A parliamentary committee released an alarming report on Tuesday which projects that the Greek population may shrink to as low as a total of 8.3 million people by the year 2050.
According to the report, if current trends in births, deaths and migration continue, Greece’s population will contract from a high of 10.9 million in 2015 to between 9.5 and 10.4 million in 2035. If those trends continue further, the Greek population may number between 8.3 and 10 million in 2050.
“The demographic problem is not an isolated issue… it is an issue of overall strategy. It is a consequence of how we choose to organize our society,” Prime Minister Alexis Tsipras said in Parliament.
The Greek PM hit an optimistic note, however, saying that the problem will be addressed through growth and employment opportunities. “Reversing the tendency of reduced birth cannot happen through austerity and the disruption of social cohesion, nor without a policy of integrating the immigrants,” he noted.

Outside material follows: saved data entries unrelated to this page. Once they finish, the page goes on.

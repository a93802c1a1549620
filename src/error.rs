use thiserror::Error;

use crate::automation::WebhookError;
use crate::model::Role;

/// Crate-wide result alias.
pub type Result<T> = std::result::Result<T, CrediflowError>;

#[derive(Debug, Error)]
pub enum CrediflowError {
    /// The requested target state does not exist. Rejected before any
    /// mutation.
    #[error("unknown credit state: {0}")]
    UnknownState(String),

    #[error("{kind} not found: {id}")]
    NotFound { kind: &'static str, id: String },

    /// The actor's role is not in the action's allowed set.
    #[error("action '{label}' not allowed for role {role}")]
    Forbidden { label: String, role: Role },

    #[error("validation error: {0}")]
    Validation(String),

    #[error("storage error: {0}")]
    Storage(String),

    #[error("webhook error: {0}")]
    Webhook(#[from] WebhookError),

    #[error("HTTP error: {0}")]
    Http(#[from] reqwest::Error),

    #[error("JSON error: {0}")]
    Json(#[from] serde_json::Error),

    #[error("IO error: {0}")]
    Io(#[from] std::io::Error),

    #[error("TOML parse error: {0}")]
    Toml(#[from] toml::de::Error),
}

#[cfg(test)]
mod tests {
    use super::*;

    #[test]
    fn unknown_state_display() {
        let err = CrediflowError::UnknownState("abc-123".into());
        assert_eq!(err.to_string(), "unknown credit state: abc-123");
    }

    #[test]
    fn forbidden_display_names_role() {
        let err = CrediflowError::Forbidden {
            label: "Aprobar".into(),
            role: Role::Gestor,
        };
        assert_eq!(err.to_string(), "action 'Aprobar' not allowed for role gestor");
    }

    #[test]
    fn error_is_send_sync() {
        fn assert_send_sync<T: Send + Sync>() {}
        assert_send_sync::<CrediflowError>();
    }
}
//! Eventos del ciclo de vida y el contrato de publicación.
//!
//! Cada operación relevante produce un [`CreditEvent`] que la máquina de
//! estados entrega a un [`EventPublisher`] inyectado. Los nombres de los
//! campos serializados son estables: las automatizaciones externas los
//! esperan tal cual (`nuevo_estado`, `cambio_por`, `gestor`, `analista`, ...).
//!
//! Los contactos van embebidos como snapshots en el payload; el despacho
//! nunca vuelve a consultar la base para evitar leer datos ya cambiados.

use async_trait::async_trait;
use serde::{Deserialize, Serialize};

/// Contacto embebido en un payload.
#[derive(Debug, Clone, PartialEq, Serialize, Deserialize)]
pub struct PersonaRef {
    pub nombre: String,
    pub telefono: String,
    pub correo: String,
}

/// Quién ejecutó la operación que originó el evento.
#[derive(Debug, Clone, PartialEq, Serialize, Deserialize)]
pub struct ActorRef {
    pub nombre: String,
    pub rol: String,
}

/// Resumen financiero del crédito incluido en los payloads.
#[derive(Debug, Clone, PartialEq, Serialize, Deserialize)]
pub struct CreditoResumen {
    pub monto: f64,
    pub plazo: u32,
    pub entidad: Option<String>,
    pub tasa: f64,
}

/// Payload de `credit_status_change`.
#[derive(Debug, Clone, PartialEq, Serialize, Deserialize)]
pub struct StatusChangePayload {
    pub credit_id: String,
    pub estado_anterior: String,
    pub nuevo_estado: String,
    pub motivo: String,
    pub cambio_por: ActorRef,
    pub gestor: Option<PersonaRef>,
    pub analista: Option<PersonaRef>,
    pub cliente: Option<PersonaRef>,
    pub credito: CreditoResumen,
}

/// Payload de `state_action_executed`.
#[derive(Debug, Clone, PartialEq, Serialize, Deserialize)]
pub struct ActionExecutedPayload {
    pub credit_id: String,
    pub accion: String,
    /// Estado del crédito al momento de ejecutar la acción.
    pub estado: String,
    pub ejecutado_por: ActorRef,
    pub gestor: Option<PersonaRef>,
    pub analista: Option<PersonaRef>,
    pub cliente: Option<PersonaRef>,
}

/// Payload de `credit_created`.
#[derive(Debug, Clone, PartialEq, Serialize, Deserialize)]
pub struct CreditCreatedPayload {
    pub credit_id: String,
    pub estado_inicial: String,
    pub creado_por: ActorRef,
    pub gestor: Option<PersonaRef>,
    pub cliente: Option<PersonaRef>,
    pub credito: CreditoResumen,
}

/// Evento del ciclo de vida como unión etiquetada.
///
/// El conjunto de tipos de evento es abierto para quien suscribe: una regla
/// con el comodín `all` recibe también tipos agregados en el futuro.
#[derive(Debug, Clone, PartialEq)]
pub enum CreditEvent {
    StatusChange(StatusChangePayload),
    ActionExecuted(ActionExecutedPayload),
    CreditCreated(CreditCreatedPayload),
}

/// Snapshots de contacto de un evento, para resolución de destinatarios.
pub struct EventParties<'a> {
    pub gestor: Option<&'a PersonaRef>,
    pub analista: Option<&'a PersonaRef>,
    pub cliente: Option<&'a PersonaRef>,
}

impl CreditEvent {
    pub fn event_type(&self) -> &'static str {
        match self {
            CreditEvent::StatusChange(_) => "credit_status_change",
            CreditEvent::ActionExecuted(_) => "state_action_executed",
            CreditEvent::CreditCreated(_) => "credit_created",
        }
    }

    pub fn credit_id(&self) -> &str {
        match self {
            CreditEvent::StatusChange(p) => &p.credit_id,
            CreditEvent::ActionExecuted(p) => &p.credit_id,
            CreditEvent::CreditCreated(p) => &p.credit_id,
        }
    }

    /// Nombre del nuevo estado, solo para `credit_status_change` (es el único
    /// tipo al que aplican los filtros de estado de las reglas).
    pub fn new_state_name(&self) -> Option<&str> {
        match self {
            CreditEvent::StatusChange(p) => Some(&p.nuevo_estado),
            _ => None,
        }
    }

    pub fn parties(&self) -> EventParties<'_> {
        match self {
            CreditEvent::StatusChange(p) => EventParties {
                gestor: p.gestor.as_ref(),
                analista: p.analista.as_ref(),
                cliente: p.cliente.as_ref(),
            },
            CreditEvent::ActionExecuted(p) => EventParties {
                gestor: p.gestor.as_ref(),
                analista: p.analista.as_ref(),
                cliente: p.cliente.as_ref(),
            },
            CreditEvent::CreditCreated(p) => EventParties {
                gestor: p.gestor.as_ref(),
                analista: None,
                cliente: p.cliente.as_ref(),
            },
        }
    }

    /// Payload serializado del evento (sin el sobre de despacho).
    pub fn payload_json(&self) -> serde_json::Value {
        let result = match self {
            CreditEvent::StatusChange(p) => serde_json::to_value(p),
            CreditEvent::ActionExecuted(p) => serde_json::to_value(p),
            CreditEvent::CreditCreated(p) => serde_json::to_value(p),
        };
        result.unwrap_or(serde_json::Value::Null)
    }
}

/// Publicador de eventos inyectado en la máquina de estados.
///
/// `publish` nunca falla ni bloquea la transición: las fallas de entrega se
/// registran y se descartan.
#[async_trait]
pub trait EventPublisher: Send + Sync {
    async fn publish(&self, event: CreditEvent);
}

/// Publicador que descarta todo. Para modos sin automatizaciones.
pub struct NullPublisher;

#[async_trait]
impl EventPublisher for NullPublisher {
    async fn publish(&self, _event: CreditEvent) {}
}

/// Publicador que acumula los eventos en memoria. Para pruebas.
#[derive(Default)]
pub struct RecordingPublisher {
    events: tokio::sync::Mutex<Vec<CreditEvent>>,
}

impl RecordingPublisher {
    pub fn new() -> Self {
        Self::default()
    }

    pub async fn events(&self) -> Vec<CreditEvent> {
        self.events.lock().await.clone()
    }
}

#[async_trait]
impl EventPublisher for RecordingPublisher {
    async fn publish(&self, event: CreditEvent) {
        self.events.lock().await.push(event);
    }
}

According to the report, the Greek population is also expected to age significantly by 2035, with the over-65 age bracket accounting for nearly 28 percent of the total, compared to 21 percent of the population in 2015.
The percentage of the over-65 contingent is expected to increase to as much as 33 percent of the population by the year 2050.
Children up to the age of 18 will comprise between 14.2 and 15.8 percent of the population in 2035 but will increase in numbers to represent up to 19 percent of the population total in 2050.
The finds are most alarming, however, for the of people in the 15-64 age bracket, those who are the working-age population. Its size is seen as contracting from a high of 7 million people in 2015 to 5.8 to 6.3 million in 2035, and to a total of between 4.6 to 5.5 million in 2050.
Sia Anagnostopoulou, the president of the parliamentary committee for the demographic problem, stated that “in recent years we have reached a critical point that demographers call ‘extremely low’ birth rates, meaning we have 1.24 births per couple.”
It is a reality that no one can deny any longer. The country has been in a demographic decline which started in 1980, with a very small population increase after 2004, before the crisis.
That small bump in numbers was attributed to a climate of prosperity that existed then but mostly to the large number of migrants’ children that were incorporated,” explained the minister, noting that addressing the demographic problem needs coordinated policies and not just to exhort people to “have more children”.
Commenting on the findings, opposition New Democracy chief Kyriakos Mitsotakis said the numbers are proof that the “present generation is the first since the end of World War II which does not believe that it will have a better future than its parents.”
Greece “no longer provides opportunities,” he said, adding that the report’s findings point to a “national and existential challenge.”